LINQ

  • DO pull only the needed columns.

    When working with LINQ, only pull the needed columns in the Select clause instead of loading all the columns in the table.

    Consider the following LINQ query.

    using(var context = new LINQEntities()) {
      var fileCollection = context.FileRepository.Where(a => a.IsDeleted == false).ToList();
    }
    

    This query will be compiled into SQL as shown the following screenshot.

    Though we might need only a few columns, we have loaded them all. This consumes more memory than necessary and slows down query execution. We can change the query as follows for better execution.

    using(var context = new LINQEntities()) {
      var fileCollection = context.FileRepository.Where(a => a.IsDeleted == false).
      Select(a => new {
        FilePath = a.FilePath
      }).ToList();
    }
    

    This query will be compiled into SQL in an optimized way as shown in the following screenshot.

  • DO filter the data.

    Using where you can filter your data before projecting, reducing the amount of data that needs to be projected. This can further improve query performance.

  • DO use Join instead of writing multiple queries. 

    When you join tables with LINQ, you can retrieve all the required data in a single query instead of making multiple trips to the database. This can improve query performance and reduce the number of queries executed.

  • DO use of IQueryable and Skip/Take.

    When working with a large collection of data and binding it with a table or grid control, we should not load all records for the user in a single instance because it takes a long time.

    Instead, we can load a certain number of records initially, say 10 or 20. When the user wants to see the next set of records, we can load the next 10 or 20 records on demand.

    The IQueryable type in C# can hold unevaluated SQL queries, which can later be converted to run against the data collection after applying skip and take.

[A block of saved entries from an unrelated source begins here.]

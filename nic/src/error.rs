//! NIC control-plane error types.

use core::fmt;

pub type Result<T> = core::result::Result<T, NicError>;

/// The bring-up step that failed, for [`NicError::SetupFailed`].
#[derive(Debug, Clone, Copy, PartialEq, Eq)]
pub enum SetupStage {
    /// Shared-interrupt control/status queue.
    IntrQueue,
    /// Firmware event queue.
    FwEventQueue,
    /// Per-port Ethernet receive queue-set.
    EthRxQueue,
    /// Per-port Ethernet transmit queue.
    EthTxQueue,
    /// Offload receive queue-set.
    OfldRxQueue,
    /// Offload transmit queue.
    OfldTxQueue,
    /// RDMA receive queue.
    RdmaRxQueue,
    /// Per-port control transmit queue.
    CtrlTxQueue,
    /// Interrupt handler registration.
    IrqBind,
}

impl fmt::Display for SetupStage {
    fn fmt(&self, f: &mut fmt::Formatter<'_>) -> fmt::Result {
        let s = match self {
            Self::IntrQueue => "shared interrupt queue",
            Self::FwEventQueue => "firmware event queue",
            Self::EthRxQueue => "ethernet rx queue",
            Self::EthTxQueue => "ethernet tx queue",
            Self::OfldRxQueue => "offload rx queue",
            Self::OfldTxQueue => "offload tx queue",
            Self::RdmaRxQueue => "rdma rx queue",
            Self::CtrlTxQueue => "control tx queue",
            Self::IrqBind => "interrupt binding",
        };
        f.write_str(s)
    }
}

#[derive(Debug, Clone, Copy, PartialEq, Eq)]
pub enum NicError {
    /// No free identifier / queue-set capacity / vector available.
    /// Never retried by this layer.
    ResourceExhausted,
    /// A multi-step setup failed; everything already allocated was freed
    /// before this was returned.
    SetupFailed(SetupStage),
    /// Firmware mailbox command timed out.
    MailboxTimeout,
    /// Firmware mailbox command was rejected or failed at the device.
    MailboxError,
    /// The platform could not grant the minimum interrupt-vector budget.
    VectorShortfall,
    /// The device is detached or being torn down.
    Detached,
    /// An identifier was freed twice, with a stale handle, or under the
    /// wrong address family.
    BadIdentifier,
}

impl fmt::Display for NicError {
    fn fmt(&self, f: &mut fmt::Formatter<'_>) -> fmt::Result {
        match self {
            Self::ResourceExhausted => write!(f, "Resource exhausted"),
            Self::SetupFailed(stage) => write!(f, "Setup failed at {}", stage),
            Self::MailboxTimeout => write!(f, "Mailbox command timed out"),
            Self::MailboxError => write!(f, "Mailbox command failed"),
            Self::VectorShortfall => write!(f, "Interrupt vector budget unavailable"),
            Self::Detached => write!(f, "Device detached"),
            Self::BadIdentifier => write!(f, "Bad identifier"),
        }
    }
}

impl From<idpool::PoolError> for NicError {
    fn from(_: idpool::PoolError) -> Self {
        Self::BadIdentifier
    }
}

impl From<crate::hw::fw::FwError> for NicError {
    fn from(e: crate::hw::fw::FwError) -> Self {
        match e {
            crate::hw::fw::FwError::Timeout => Self::MailboxTimeout,
            crate::hw::fw::FwError::Rejected => Self::MailboxError,
        }
    }
}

    private IEnumerable < object > LoadAllFiles(int skip, int take, string fileRevision, string fileNumber) {
      using(var context = new LINQEntities()) {
        //Select and perform join on the needed tables and build an IQueryable collection
        IQueryable < FileRepository > fileCollection = context.FileRepository;
    
        //Build queries dynamically over Queryable collection
        if (!string.IsNullOrEmpty(fileRevision))
          fileCollection = fileCollection.Where(a => a.FileRevision == fileRevision && a.IsDeleted == false);
    
        //Build queries dynamically over Queryable collection
        if (!string.IsNullOrEmpty(fileNumber))
          fileCollection = fileCollection.Where(a => a.FileRevision == fileNumber && a.IsDeleted == false);
    
        //Apply skip and take and load records
        return fileCollection.OrderBy(a => a.Id).Skip(() => skip).Take(() => take).Select(a => new {
          FileIssuedBy = a.FileIssuedBy
        }).ToList();
      }
    }
    

    SQL

    exec sp_executesql N'SELECT
    [Project1].[C1] as [C1],
    [Project1].[FileIssuedBy] as [FileIssuedBy],
    FROM (SELECT
         [Extent1].[Id] as [Id],
    	 [Extent1].[FileIssuedBy] as [FileIssuedBy],
    	 1 as [C1]
    	 FROM [dbo].[FileRepository] as [Extent1]
    	 WHERE ([Extent1].[FileRevision] = @p_linq_0) AND (0=[Extent1].[IsDeleted]) AND ([Extent1].[FileRevision] = @p_linq_1)
    	 AND (0=[Extent1].[IsDeleted])) AS [Project1]
         ORDER BY row_number() OVER (ORDER BY [Project1].[Id] ASC)
    	 OFFSET @p_linq_2 ROWS FETCH NEXT @p_linq_3 ROWS ONLY ',N'@p_linq_0 nvarchar(4000),@p_linq_1 nvarchar(4000),
    	 @p_linq_2 int,@p_linq_3
    int',@p_linq_0=N'A',@p_linq_1=N'A',@p_pinq_2=0,@p_linq_3=10
    

Tips: When writing skip and take in LINQ queries, please consider the following for better performance:

AVOID fileCollection.OrderBy(a=>a.Id).Skip(skip).Take(take); SQL query generated will use hard-coded value, so caching will not be applied.

USE

fileCollection.OrderBy(a=>a.Id).Skip(()=>skip).Take(()=>take); SQL query generated will reserve a variable and hold a value. The variable will be used in the query execution and the query will be cached.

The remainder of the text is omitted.